Annette Groth ist Mitglied der EU-AG Stuttgart des globalisierungskritischen Netzwerkes Attac.

Zum breiten Widerstand gegen die EU-Verfassung hat jetzt eine internationale Europa-Konferenz in Stuttgart aufgerufen. Warum? In der Abschlusserklärung heißt es, dass »die grundgesetzliche Beschränkung des Militärs auf Landesverteidigung ausgehebelt wird zu Gunsten einer militärisch-expansiven Interventionsfähigkeit zur weltweiten Sicherung der EU-Wirtschaftsinteressen«. Daneben schafft der Verfassungsentwurf auch das grundgesetzlich garantierte Sozialstaatsprinzip ab, das »auf dem Altar der Wettbewerbsfähigkeit privatkapitalistische Gewinninteressen« geopfert wird.

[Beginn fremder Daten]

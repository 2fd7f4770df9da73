//! Options for rendering a barcode.

use super::primitive_accessors;
use crate::engine::Engine;
use crate::error::{BridgeError, BridgeResult};
use crate::handle::NativeHandle;
use crate::last_error::construction_failure;
use core::ffi::c_int;
use zxing_bridge_sys::ZXing_WriterOptions;

/// Parameters for [`Barcode::to_image`](crate::Barcode::to_image) and
/// [`Barcode::to_svg`](crate::Barcode::to_svg).
pub struct WriterOptions {
    handle: NativeHandle<ZXing_WriterOptions>,
}

// SAFETY: the native object is exclusively owned and has no thread affinity.
unsafe impl Send for WriterOptions {}

impl WriterOptions {
    /// Creates options with the engine defaults.
    pub fn new(engine: Engine) -> BridgeResult<Self> {
        let api = engine.api();
        // SAFETY: a non-null result is a fresh object owned by us.
        let handle = unsafe {
            NativeHandle::adopt(
                engine,
                (api.writer_options_new)(),
                api.writer_options_delete,
                "writer options",
            )
        };
        handle
            .map(|handle| Self { handle })
            .ok_or_else(|| construction_failure(engine, "writer options"))
    }

    primitive_accessors! {
        /// Pixels per module. 0 lets the engine pick.
        scale, set_scale: c_int => writer_options_get_scale, writer_options_set_scale;
        /// Print the human readable text below linear symbols.
        add_hrt, set_add_hrt: bool => writer_options_get_add_hrt, writer_options_set_add_hrt;
        /// Surround the symbol with its quiet zone.
        add_quiet_zones, set_add_quiet_zones: bool
            => writer_options_get_add_quiet_zones, writer_options_set_add_quiet_zones;
    }

    /// Clockwise rotation in degrees.
    pub fn rotate(&self) -> BridgeResult<c_int> {
        let ptr = self.handle.as_ptr()?;
        // SAFETY: the handle is live for the duration of the call.
        Ok(unsafe { (self.handle.engine().api().writer_options_get_rotate)(ptr) })
    }

    /// Sets the rotation: 0, 90, 180 or 270 degrees.
    pub fn set_rotate(&mut self, degrees: c_int) -> BridgeResult<()> {
        let ptr = self.handle.as_mut_ptr()?;
        if !matches!(degrees, 0 | 90 | 180 | 270) {
            return Err(BridgeError::invalid(format!(
                "rotation must be 0, 90, 180 or 270 degrees, got {degrees}"
            )));
        }
        // SAFETY: the handle is live and exclusively borrowed.
        unsafe { (self.handle.engine().api().writer_options_set_rotate)(ptr, degrees) };
        Ok(())
    }

    /// Releases the native object. Idempotent.
    pub fn close(&mut self) {
        self.handle.close();
    }

    /// True once the options have been closed.
    pub fn is_closed(&self) -> bool {
        self.handle.is_closed()
    }

    /// The engine these options belong to.
    pub fn engine(&self) -> Engine {
        self.handle.engine()
    }

    pub(crate) fn as_ptr(&self) -> BridgeResult<*const ZXing_WriterOptions> {
        self.handle.as_ptr()
    }
}

impl core::fmt::Debug for WriterOptions {
    fn fmt(&self, f: &mut core::fmt::Formatter<'_>) -> core::fmt::Result {
        f.debug_struct("WriterOptions")
            .field("scale", &self.scale().ok())
            .field("rotate", &self.rotate().ok())
            .field("closed", &self.is_closed())
            .finish()
    }
}
//! Barcode formats and the static format registry.
//!
//! A format is a 16-bit code:
//!
//! ```text
//! 15            8 7             0
//! +--------------+---------------+
//! | variant char | symbology char|
//! +--------------+---------------+
//! ```
//!
//! - A variant of `' '` (0x20) names the whole symbology, e.g. `EANUPC` = `' ' 'E'`.
//!   Concrete variants share the symbology character, e.g. `EAN13` = `'1' 'E'`.
//! - A symbology character of `'*'` (0x2A) marks a filter group; the variant
//!   character selects the group (`'*'` all, `'r'` readable, `'w'` creatable,
//!   `'l'` linear, `'m'` matrix, `'G'` GS1, `'R'` retail, `'I'` industrial).
//! - `0` is "no format", `0xFFFF` is "invalid".
//!
//! Names, lists and group membership come from a table compiled into the crate;
//! no native call is involved. [`Engine::list_formats`], [`Engine::format_name`]
//! and [`Engine::parse_format`] ask the engine instead, which reflects what the
//! linked build actually supports.

use crate::engine::Engine;
use crate::error::{BridgeError, BridgeResult};
use crate::last_error::{engine_failure, take_last_error};
use crate::marshal::{take_array, take_string, to_c_string};
use bitfield::bitfield;
use core::ffi::c_int;
use core::fmt::{self, Display, Formatter};
use core::str::FromStr;
use zxing_bridge_sys::ZXing_BarcodeFormat;

bitfield! {
    /// A barcode format code. See the [module documentation](self) for the layout.
    ///
    /// Two formats are equal iff their codes are equal.
    #[derive(Clone, Copy, PartialEq, Eq, Hash, Default, PartialOrd, Ord)]
    pub struct BarcodeFormat(u16);
    u8;
    /// Symbology character (low byte).
    pub symbology_char, _: 7, 0;
    /// Variant character (high byte).
    pub variant_char, _: 15, 8;
}

const SYMBOLOGY_VARIANT: u8 = b' ';
const FILTER_CHAR: u8 = b'*';

/// Group membership bits used by the registry.
mod group {
    pub const LINEAR: u8 = 1 << 0;
    pub const MATRIX: u8 = 1 << 1;
    pub const READABLE: u8 = 1 << 2;
    pub const CREATABLE: u8 = 1 << 3;
    pub const GS1: u8 = 1 << 4;
    pub const RETAIL: u8 = 1 << 5;
    pub const INDUSTRIAL: u8 = 1 << 6;
}

use group::*;

macro_rules! formats {
    ($($(#[$meta:meta])* $name:ident = ($variant:literal, $symbology:literal)),* $(,)?) => {
        impl BarcodeFormat {
            $(
                $(#[$meta])*
                pub const $name: Self = Self::from_chars($variant, $symbology);
            )*
        }
    };
}

formats! {
    /// No format.
    NONE = (0, 0),
    /// Not a valid format.
    INVALID = (0xFF, 0xFF),

    /// Every format.
    ALL = (b'*', b'*'),
    /// Every format the reader can detect.
    ALL_READABLE = (b'r', b'*'),
    /// Every format the creator can produce.
    ALL_CREATABLE = (b'w', b'*'),
    /// Every 1-D format.
    ALL_LINEAR = (b'l', b'*'),
    /// Every 2-D format.
    ALL_MATRIX = (b'm', b'*'),
    /// Every format able to carry GS1 data.
    ALL_GS1 = (b'G', b'*'),
    /// Point-of-sale formats.
    ALL_RETAIL = (b'R', b'*'),
    /// Logistics and industrial formats.
    ALL_INDUSTRIAL = (b'I', b'*'),

    CODABAR = (b' ', b'F'),
    CODE39 = (b' ', b'A'),
    CODE39_STD = (b's', b'A'),
    CODE39_EXT = (b'e', b'A'),
    CODE32 = (b'2', b'A'),
    PZN = (b'p', b'A'),
    CODE93 = (b' ', b'G'),
    CODE128 = (b' ', b'C'),
    ITF = (b' ', b'I'),
    ITF14 = (b'4', b'I'),

    DATA_BAR = (b' ', b'e'),
    DATA_BAR_OMNI = (b'o', b'e'),
    DATA_BAR_STK = (b's', b'e'),
    DATA_BAR_STK_OMNI = (b'O', b'e'),
    DATA_BAR_LTD = (b'l', b'e'),
    DATA_BAR_EXP = (b'e', b'e'),
    DATA_BAR_EXP_STK = (b'E', b'e'),

    EAN_UPC = (b' ', b'E'),
    EAN13 = (b'1', b'E'),
    EAN8 = (b'8', b'E'),
    EAN5 = (b'5', b'E'),
    EAN2 = (b'2', b'E'),
    ISBN = (b'i', b'E'),
    UPC_A = (b'a', b'E'),
    UPC_E = (b'e', b'E'),

    OTHER_BARCODE = (b' ', b'X'),
    DX_FILM_EDGE = (b'x', b'X'),

    PDF417 = (b' ', b'L'),
    COMPACT_PDF417 = (b'c', b'L'),
    MICRO_PDF417 = (b'm', b'L'),

    AZTEC = (b' ', b'z'),
    AZTEC_CODE = (b'c', b'z'),
    AZTEC_RUNE = (b'r', b'z'),

    QR_CODE = (b' ', b'Q'),
    QR_CODE_MODEL1 = (b'1', b'Q'),
    QR_CODE_MODEL2 = (b'2', b'Q'),
    MICRO_QR_CODE = (b'm', b'Q'),
    RMQR_CODE = (b'r', b'Q'),

    DATA_MATRIX = (b' ', b'd'),
    MAXI_CODE = (b' ', b'U'),
}

struct FormatInfo {
    format: BarcodeFormat,
    name: &'static str,
    groups: u8,
}

const fn info(format: BarcodeFormat, name: &'static str, groups: u8) -> FormatInfo {
    FormatInfo {
        format,
        name,
        groups,
    }
}

const LR: u8 = LINEAR | READABLE;
const MR: u8 = MATRIX | READABLE;

/// Every concrete format in listing order.
static FORMATS: &[FormatInfo] = &[
    info(BarcodeFormat::CODABAR, "Codabar", LR | CREATABLE | INDUSTRIAL),
    info(BarcodeFormat::CODE39, "Code39", LR | CREATABLE | INDUSTRIAL),
    info(BarcodeFormat::CODE39_STD, "Code39Std", LR | CREATABLE | INDUSTRIAL),
    info(BarcodeFormat::CODE39_EXT, "Code39Ext", LR | CREATABLE | INDUSTRIAL),
    info(BarcodeFormat::CODE32, "Code32", LR | INDUSTRIAL),
    info(BarcodeFormat::PZN, "PZN", LR | INDUSTRIAL),
    info(BarcodeFormat::CODE93, "Code93", LR | CREATABLE | INDUSTRIAL),
    info(BarcodeFormat::CODE128, "Code128", LR | CREATABLE | GS1 | INDUSTRIAL),
    info(BarcodeFormat::ITF, "ITF", LR | CREATABLE | INDUSTRIAL),
    info(BarcodeFormat::ITF14, "ITF14", LR | CREATABLE | GS1 | INDUSTRIAL),
    info(BarcodeFormat::DATA_BAR, "DataBar", LR | CREATABLE | GS1 | RETAIL),
    info(BarcodeFormat::DATA_BAR_OMNI, "DataBarOmni", LR | CREATABLE | GS1 | RETAIL),
    info(BarcodeFormat::DATA_BAR_STK, "DataBarStk", LR | GS1 | RETAIL),
    info(BarcodeFormat::DATA_BAR_STK_OMNI, "DataBarStkOmni", LR | GS1 | RETAIL),
    info(BarcodeFormat::DATA_BAR_LTD, "DataBarLtd", LR | CREATABLE | GS1 | RETAIL),
    info(BarcodeFormat::DATA_BAR_EXP, "DataBarExp", LR | CREATABLE | GS1 | RETAIL),
    info(BarcodeFormat::DATA_BAR_EXP_STK, "DataBarExpStk", LR | GS1 | RETAIL),
    info(BarcodeFormat::EAN_UPC, "EANUPC", LR | RETAIL),
    info(BarcodeFormat::EAN13, "EAN13", LR | CREATABLE | GS1 | RETAIL),
    info(BarcodeFormat::EAN8, "EAN8", LR | CREATABLE | GS1 | RETAIL),
    info(BarcodeFormat::EAN5, "EAN5", LR | CREATABLE | RETAIL),
    info(BarcodeFormat::EAN2, "EAN2", LR | CREATABLE | RETAIL),
    info(BarcodeFormat::ISBN, "ISBN", LR | CREATABLE | RETAIL),
    info(BarcodeFormat::UPC_A, "UPCA", LR | CREATABLE | GS1 | RETAIL),
    info(BarcodeFormat::UPC_E, "UPCE", LR | CREATABLE | GS1 | RETAIL),
    info(BarcodeFormat::OTHER_BARCODE, "OtherBarcode", LR),
    info(BarcodeFormat::DX_FILM_EDGE, "DXFilmEdge", LR | INDUSTRIAL),
    info(BarcodeFormat::PDF417, "PDF417", MR | CREATABLE),
    info(BarcodeFormat::COMPACT_PDF417, "CompactPDF417", MR | CREATABLE),
    info(BarcodeFormat::MICRO_PDF417, "MicroPDF417", MATRIX | CREATABLE),
    info(BarcodeFormat::AZTEC, "Aztec", MR | CREATABLE),
    info(BarcodeFormat::AZTEC_CODE, "AztecCode", MR | CREATABLE),
    info(BarcodeFormat::AZTEC_RUNE, "AztecRune", MR | CREATABLE),
    info(BarcodeFormat::QR_CODE, "QRCode", MR | CREATABLE | GS1),
    info(BarcodeFormat::QR_CODE_MODEL1, "QRCodeModel1", MR),
    info(BarcodeFormat::QR_CODE_MODEL2, "QRCodeModel2", MR | CREATABLE | GS1),
    info(BarcodeFormat::MICRO_QR_CODE, "MicroQRCode", MR | CREATABLE),
    info(BarcodeFormat::RMQR_CODE, "RMQRCode", MR | CREATABLE | GS1),
    info(BarcodeFormat::DATA_MATRIX, "DataMatrix", MR | CREATABLE | GS1),
    info(BarcodeFormat::MAXI_CODE, "MaxiCode", MR | CREATABLE),
];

Dies komme einem stillschweigenden Staatsstreich gleich und damit sei das Widerstandsrecht nach Art. 20 des Grundgesetzes aufgerufen, betonte der Heidelberger Theologieprofessor Ulrich Duchrow. Die Koppelung von Wirtschaftsinteressen und militärischer Gewalt sei typisch für die europäische Geschichte der letzten 500 Jahre, so eine seiner zentralen Thesen. Die neoliberale Wirtschaftspolitik der EU findet in der Dienstleistungsrichtlinie einen bisherigen Höhepunkt. Deshalb ist es notwendig, dass Gewerkschaften und Zivilgesellschaften verstärkt auf europäischer Ebene zusammenarbeiten und gemeinsam für Mindestlöhne und Mindesteinkommen sowie für eine radikale Arbeitszeitverkürzung in Europa kämpfen.
Allerdings gibt es mit Blick auf die Verfassungsinhalte noch immer ein großes Informationsdefizit. Dass diese Verfassung auch richtungweisend für andere EU-Richtlinien ist, wird selbst in kritischen Kreisen kaum thematisiert. Auch der Fokus der Gewerkschaften ist fast ausschließlich auf die Bolkestein-Richtlinie gerichtet, während die Kampagne gegen die EU-Verfassung in den Hintergrund rückt. Die jüngst veröffentlichten Skandale in der Fleischindustrie machen deutlich, dass die sozialen Bewegungen die europaweite Konkurrenz der Lohnabhängigen verstärkt zum Thema machen müssen.
Mit der EU-Erweiterung ist ein wahrer Wettbewerb um die niedrigsten Steuern und Auflagen entbrannt. In Europa gibt es zwar einen einheitlichen Binnenmarkt, aber völlig unterschiedliche Steuer- und Sozialsysteme. Durch diesen Geburtsfehler der Union, der sich mit der Osterweiterung verschärft, werden Menschen gegeneinander ausgespielt und erpresst. Die Folgen dieser Politik sind einerseits ein massives Steuer- und Sozialdumping in den Beitrittsstaaten, wo bei extrem hoher Arbeitslosigkeit geringe Löhne und Arbeitnehmerrechte mit niedrigen Unternehmenssteuern einhergehen; und andererseits erhöhter Druck auf die Sozialsysteme in den alten EU-Ländern.
Um die Inhalte der EU-Verfassung bekannt zu machen und den Widerstand dagegen zu organisieren, ruft die Stuttgarter Erklärung zur Aussetzung der Ratifizierung durch Bundestag und Bundesrat auf und fordert die Durchführung eines Referendums zum Verfassungsvertrag. Das Europa, das wir wollen, setzt auf die weltweite Entwicklung demokratischer und sozialer Rechte und die Sicherung natürlicher Lebensgrundlagen und ordnet wirtschaftliche Interessen den Lebensinteressen der Menschen unter. Deshalb fordern wir den Verzicht auf die Privatisierung der Daseinsvorsorge u.a. in den Bereichen Wasser, Gesundheit, Bildung, die Durchsetzung von Steuergerechtigkeit anstelle weiteren Steuerdumpings zu Gunsten der Unternehmen und Vermögenden, eine solidarische Umverteilung der Erwerbsarbeit mit radikaler Arbeitszeitverkürzung sowie eine Angleichung der Lohn- und Sozialstandards nach oben, aber auch eine EU, die militärisch und atomar abrüstet - und rufen zur Teilnahme am europaweiten Aktionstag am 19. März in Brüssel auf.